Congratulations to Yangguang TIAN, for his success of Master degree, and PhD position in EPFL

Congratulations to Yangguang TIAN, for success of defense for Master degree of Physics, on bacterial interaction with cells. Afterwords, he basically was accepted being PhD candidate in EPFL.

From 2022 to 2025, Yangguang investigated the bacterial interaction with cells in fluids, working as a master student in our group. Flagella-driven motility is a key mechanism for bacteria to achieve autonomous migration, and their movement behavior is closely related to the formation and spread of lesions within biological tissues, particularly in the blood system, which serves as a crucial medium for bacterial migration and widespread infection. From a fluid dynamics perspective, systematic physical models have been established to explain bacterial behavior in various inorganic complex environments, including run and tumble in fluid environments, circular motion under surface constraints, surface capture induced by self-alignment, and upstream and drift motion in shear flow. However, despite excluding the influence of biochemical factors, the high deformability of cells, complex surface components, extreme spatial confinement, and diverse flow environments within the blood system present new challenges for understanding bacterial movement and migration mechanisms in this context. Therefore, this study constructs a biological interface model composed of red blood cells (RBCs) and human vascular endothelial cells (HUVECs) to systematically explore the regulatory mechanisms of bacterial capture, escape, and accumulation behaviors at cell interfaces.

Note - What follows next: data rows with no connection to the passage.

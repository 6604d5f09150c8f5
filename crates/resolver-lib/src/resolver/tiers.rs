//! The ordered tier pipeline
//!
//! Each tier either yields an image or a miss reason. Misses are recorded
//! and never escape the pipeline.

use super::ImageResolver;
use crate::error::ProviderError;
use crate::models::{ImageInfo, ResolutionMethod};
use crate::provider::{MarketplaceCriteria, SearchCriteria};
use crate::template::{ImageConfig, WorkloadTemplate};
use chrono::NaiveDate;
use std::collections::HashMap;
use std::future::Future;
use tokio::time::Instant;
use tracing::{debug, warn};

/// Tiers searched in a single region
#[derive(Debug, Clone, Copy, PartialEq, Eq)]
pub enum LocalTier {
    DirectMapping,
    DynamicSearch,
    MarketplaceSearch,
}

impl LocalTier {
    pub const ALL: [LocalTier; 3] = [
        LocalTier::DirectMapping,
        LocalTier::DynamicSearch,
        LocalTier::MarketplaceSearch,
    ];

    pub fn method(&self) -> ResolutionMethod {
        match self {
            LocalTier::DirectMapping => ResolutionMethod::DirectMapping,
            LocalTier::DynamicSearch => ResolutionMethod::DynamicSearch,
            LocalTier::MarketplaceSearch => ResolutionMethod::Marketplace,
        }
    }
}

/// One step of the resolution pipeline
#[derive(Debug, Clone, Copy, PartialEq, Eq)]
pub enum Tier {
    Local(LocalTier),
    CrossRegionSearch,
}

impl Tier {
    /// Pipeline order
    pub const PIPELINE: [Tier; 4] = [
        Tier::Local(LocalTier::DirectMapping),
        Tier::Local(LocalTier::DynamicSearch),
        Tier::Local(LocalTier::MarketplaceSearch),
        Tier::CrossRegionSearch,
    ];

    /// Name recorded in the fallback chain
    pub fn name(&self) -> &'static str {
        match self {
            Tier::Local(LocalTier::DirectMapping) => "direct_mapping",
            Tier::Local(LocalTier::DynamicSearch) => "dynamic_search",
            Tier::Local(LocalTier::MarketplaceSearch) => "marketplace_search",
            Tier::CrossRegionSearch => "cross_region_search",
        }
    }
}

/// Whether provider mutations are allowed
#[derive(Debug, Clone, Copy, PartialEq, Eq)]
pub(crate) enum Mode {
    Resolve,
    Preview,
}

/// State shared by every tier of one resolution
pub(crate) struct Attempt<'a> {
    pub template: &'a WorkloadTemplate,
    pub config: &'a ImageConfig,
    pub deadline: Instant,
    pub mode: Mode,
}

/// An image produced by the pipeline
#[derive(Debug, Clone)]
pub(crate) struct Found {
    pub image: ImageInfo,
    pub method: ResolutionMethod,
    pub source_region: Option<String>,
    pub warning: Option<String>,
}

type TierResult = Result<ImageInfo, String>;

impl ImageResolver {
    /// Run every tier in order, appending each tier name to `chain`
    pub(crate) async fn search(
        &self,
        attempt: &Attempt<'_>,
        region: &str,
        chain: &mut Vec<String>,
    ) -> Option<Found> {
        for tier in Tier::PIPELINE {
            chain.push(tier.name().to_string());

            let outcome = match tier {
                Tier::Local(local) => self
                    .run_local(local, attempt, region)
                    .await
                    .map(|image| Found {
                        image,
                        method: local.method(),
                        source_region: None,
                        warning: None,
                    }),
                Tier::CrossRegionSearch => self.cross_region_search(attempt, region).await,
            };

            match outcome {
                Ok(found) => return Some(found),
                Err(reason) => {
                    self.metrics.inc_tier_failure(tier.name());
                    self.logger
                        .log_tier_failed(&attempt.template.name, region, tier.name(), &reason);
                }
            }
        }
        None
    }

    /// Tiers 1-3 against one region, with their own trace
    pub(crate) async fn search_local(
        &self,
        attempt: &Attempt<'_>,
        region: &str,
        chain: &mut Vec<String>,
    ) -> Option<(LocalTier, ImageInfo)> {
        for local in LocalTier::ALL {
            chain.push(Tier::Local(local).name().to_string());
            match self.run_local(local, attempt, region).await {
                Ok(image) => return Some((local, image)),
                Err(reason) => {
                    debug!(region = %region, tier = Tier::Local(local).name(), reason = %reason, "Neighbour tier failed");
                }
            }
        }
        None
    }

    async fn run_local(&self, tier: LocalTier, attempt: &Attempt<'_>, region: &str) -> TierResult {
        match tier {
            LocalTier::DirectMapping => self.direct_mapping(attempt, region).await,
            LocalTier::DynamicSearch => self.dynamic_search(attempt, region).await,
            LocalTier::MarketplaceSearch => self.marketplace_search(attempt, region).await,
        }
    }

    async fn direct_mapping(&self, attempt: &Attempt<'_>, region: &str) -> TierResult {
        let config = attempt.config;

        if let Some(id) = config.image_mappings.get(region) {
            return self.validate_image(attempt, id, region).await;
        }

        let Some(by_arch) = config.images.get(region) else {
            return Err(format!("no direct mapping for region {}", region));
        };

        // Preferred architecture first, then the rest in table order
        let preferred = config.preferred_architecture();
        let candidates = by_arch
            .get(preferred.as_str())
            .into_iter()
            .chain(
                by_arch
                    .iter()
                    .filter(|(arch, _)| arch.as_str() != preferred.as_str())
                    .map(|(_, id)| id),
            );

        let mut last_error = format!("no images listed for region {}", region);
        for id in candidates {
            match self.validate_image(attempt, id, region).await {
                Ok(image) => return Ok(image),
                Err(e) => last_error = e,
            }
        }
        Err(last_error)
    }

    async fn dynamic_search(&self, attempt: &Attempt<'_>, region: &str) -> TierResult {
        let Some(search) = &attempt.config.image_search else {
            return Err("no image search configured".to_string());
        };

        let mut required_tags = HashMap::new();
        if let Some(version) = &search.version_tag {
            required_tags.insert("Version".to_string(), version.clone());
        }
        // Explicit tags override the version tag
        required_tags.extend(search.required_tags.clone());

        let criteria = SearchCriteria {
            region: region.to_string(),
            owner: search.owner.clone(),
            name_pattern: search.name_pattern.clone(),
            architectures: search
                .architectures
                .iter()
                .filter_map(|arch| arch.parse().ok())
                .collect(),
            required_tags,
            min_creation_date: search
                .min_creation_date
                .as_deref()
                .and_then(|date| NaiveDate::parse_from_str(date, "%Y-%m-%d").ok()),
        };

        let found = self
            .call_provider(attempt, "search_images", self.provider.search_images(&criteria))
            .await
            .map_err(|e| format!("image search failed: {}", e))?;

        match found {
            Some(image) => self.accept_search_result(image, region),
            None => Err(format!("no image matched '{}'", search.name_pattern)),
        }
    }

    async fn marketplace_search(&self, attempt: &Attempt<'_>, region: &str) -> TierResult {
        let Some(search) = &attempt.config.marketplace_search else {
            return Err("no marketplace search configured".to_string());
        };

        let criteria = MarketplaceCriteria {
            region: region.to_string(),
            product_code: search.product_code.clone(),
            version_constraint: search.version_constraint.clone(),
            publisher: search.publisher.clone(),
            architecture: attempt.config.preferred_architecture(),
        };

        let found = self
            .call_provider(
                attempt,
                "search_marketplace",
                self.provider.search_marketplace(&criteria),
            )
            .await
            .map_err(|e| format!("marketplace search failed: {}", e))?;

        match found {
            Some(image) => self.accept_search_result(image, region),
            None => Err(format!("no marketplace listing for {}", search.product_code)),
        }
    }

    fn accept_search_result(&self, mut image: ImageInfo, region: &str) -> TierResult {
        if !image.state.is_usable() {
            return Err(format!("image {} is not usable", image.image_id));
        }
        image.region = region.to_string();
        self.cache.put(&image.image_id, region, &image);
        Ok(image)
    }

    async fn cross_region_search(&self, attempt: &Attempt<'_>, region: &str) -> Result<Found, String> {
        if !attempt.config.allows_cross_region() {
            return Err("cross-region search not enabled".to_string());
        }

        let neighbours = self.regions.neighbors(region);
        if neighbours.is_empty() {
            return Err(format!("no fallback regions for {}", region));
        }

        for source in neighbours {
            let mut scratch = Vec::new();
            let Some((tier, image)) = self.search_local(attempt, source, &mut scratch).await else {
                continue;
            };

            let surcharge = self.cost.estimate_cross_region_cost(None, source, region);
            debug!(
                source_region = %source,
                image_id = %image.image_id,
                tier = Tier::Local(tier).name(),
                "Found image in neighbour region"
            );

            match attempt.mode {
                Mode::Preview => {
                    return Ok(Found {
                        image,
                        method: ResolutionMethod::CrossRegion,
                        source_region: Some(source.clone()),
                        warning: Some(format!(
                            "Image would be copied from {} (additional cost: ${:.3})",
                            source, surcharge
                        )),
                    });
                }
                Mode::Resolve => {
                    match self.copy_and_wait(attempt, &image, source, region).await {
                        Ok(copied) => {
                            self.metrics.inc_cross_region_copy(true);
                            self.logger.log_image_copied(
                                &image.image_id,
                                &copied.image_id,
                                source,
                                region,
                                surcharge,
                            );
                            return Ok(Found {
                                image: copied,
                                method: ResolutionMethod::CrossRegion,
                                source_region: Some(source.clone()),
                                warning: Some(format!(
                                    "Image copied from {} (additional cost: ${:.3})",
                                    source, surcharge
                                )),
                            });
                        }
                        Err(e) => {
                            self.metrics.inc_cross_region_copy(false);
                            warn!(
                                source_region = %source,
                                target_region = %region,
                                image_id = %image.image_id,
                                error = %e,
                                "Cross-region copy failed, trying next region"
                            );
                        }
                    }
                }
            }
        }

        Err(format!("no image found in fallback regions of {}", region))
    }

    /// Cache first, then `describe_image`; unusable states are rejected
    pub(crate) async fn validate_image(
        &self,
        attempt: &Attempt<'_>,
        image_id: &str,
        region: &str,
    ) -> TierResult {
        if let Some(image) = self.cache.get(image_id, region) {
            if image.state.is_usable() {
                return Ok(image);
            }
            debug!(image_id = %image_id, region = %region, state = ?image.state, "Dropping unusable cached image");
            self.cache.invalidate(image_id, region);
        }

        let mut image = self
            .call_provider(
                attempt,
                "describe_image",
                self.provider.describe_image(image_id, region),
            )
            .await
            .map_err(|e| format!("failed to validate {}: {}", image_id, e))?;

        if !image.state.is_usable() {
            return Err(format!(
                "image {} is {:?}",
                image_id, image.state
            ));
        }

        image.region = region.to_string();
        self.cache.put(image_id, region, &image);
        Ok(image)
    }

    /// Bound a provider call by the provider timeout and the attempt deadline
    pub(crate) async fn call_provider<T, F>(
        &self,
        attempt: &Attempt<'_>,
        operation: &'static str,
        call: F,
    ) -> Result<T, ProviderError>
    where
        F: Future<Output = Result<T, ProviderError>>,
    {
        let remaining = attempt.deadline.saturating_duration_since(Instant::now());
        if remaining.is_zero() {
            self.metrics.inc_provider_timeout();
            return Err(ProviderError::Timeout(remaining));
        }

        let limit = remaining.min(self.config.provider_timeout);
        match tokio::time::timeout(limit, call).await {
            Ok(result) => result,
            Err(_) => {
                self.metrics.inc_provider_timeout();
                warn!(operation = operation, timeout_ms = limit.as_millis() as u64, "Provider call timed out");
                Err(ProviderError::Timeout(limit))
            }
        }
    }
}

First, to investigate the effects of naturally occurring soft interfaces and confined crowded features in biological tissues on bacterial behavior, we constructed a confined space with soft and constrained characteristics based on the unique biconcave shape of red blood cells. This model simulates bacterial capture and escape behavior in cellular environments. Through dynamic imaging of flagellated bacteria, we identified three typical bacterial escape modes, which exhibited significant differences in bacterial flagellar status, escape kinematics, and capture duration. By regulating RBC stiffness and adhesion, the study systematically clarified the impact of soft and confined spatial characteristics on bacterial escape behavior.

Next, to determine whether theoretical models based on the assumption of ideal interfaces (rigid, smooth, and without biological interactions) are applicable to biological cell interfaces, we used microfluidic technology to construct an in vitro endothelial cell layer model system. We compared bacterial movement and accumulation behavior on glass and cell surfaces under both static and flow conditions. The study found that the cell surface.

significantly influenced the bacterial circular motion radius by regulating the effective distance between bacteria and the surface. Furthermore, bacteria on cell surfaces exhibited two distinct adhesion states: tight and loose adhesion. Bacteria in different adhesion states responded very differently to shear flow. In terms of bacterial surface accumulation, despite the positive contribution of adhesion behavior, physical effects, particularly shear-induced drift motion and shear trapping, still played a dominant role.

Finally, to explore bacterial movement behavior in extremely confined blood flow environments (analogous to capillaries), we constructed a single line red blood cell flow simulating capillaries using microfluidic technology and studied the dynamic bacterial entrainment effect induced by red blood cell vortices. The results showed that flow parameters (such as red blood cell spacing and flow rate) affected the bacterial orbital period in vortices, while bacterial morphology and movement characteristics determined their trajectory and spatial distribution. Spherical bacteria oscillated with vortices, non-motile long-rod bacteria were captured and rotated at the front of vortex, and motile long-rod bacteria drift with upstream orientation and accumulated at the vortex rear. After long-distance transport, a significant phase separation between bacteria and RBCs occurred, with different bacterial morphologies and motility characteristics exhibiting characteristic spatial distribution patterns.

In conclusion, this thesis systematically investigates bacterial capture, escape, and accumulation behaviors in soft confined spaces, cell surfaces, and capillary dynamic vortex environments under the constraints of red blood cells and vascular endothelial cells. These findings provide new experimental evidence for understanding bacterial movement and colonization in blood systems and biological tissues, and also contribute to the understanding of lesion formation and diffusion dynamics during blood infections.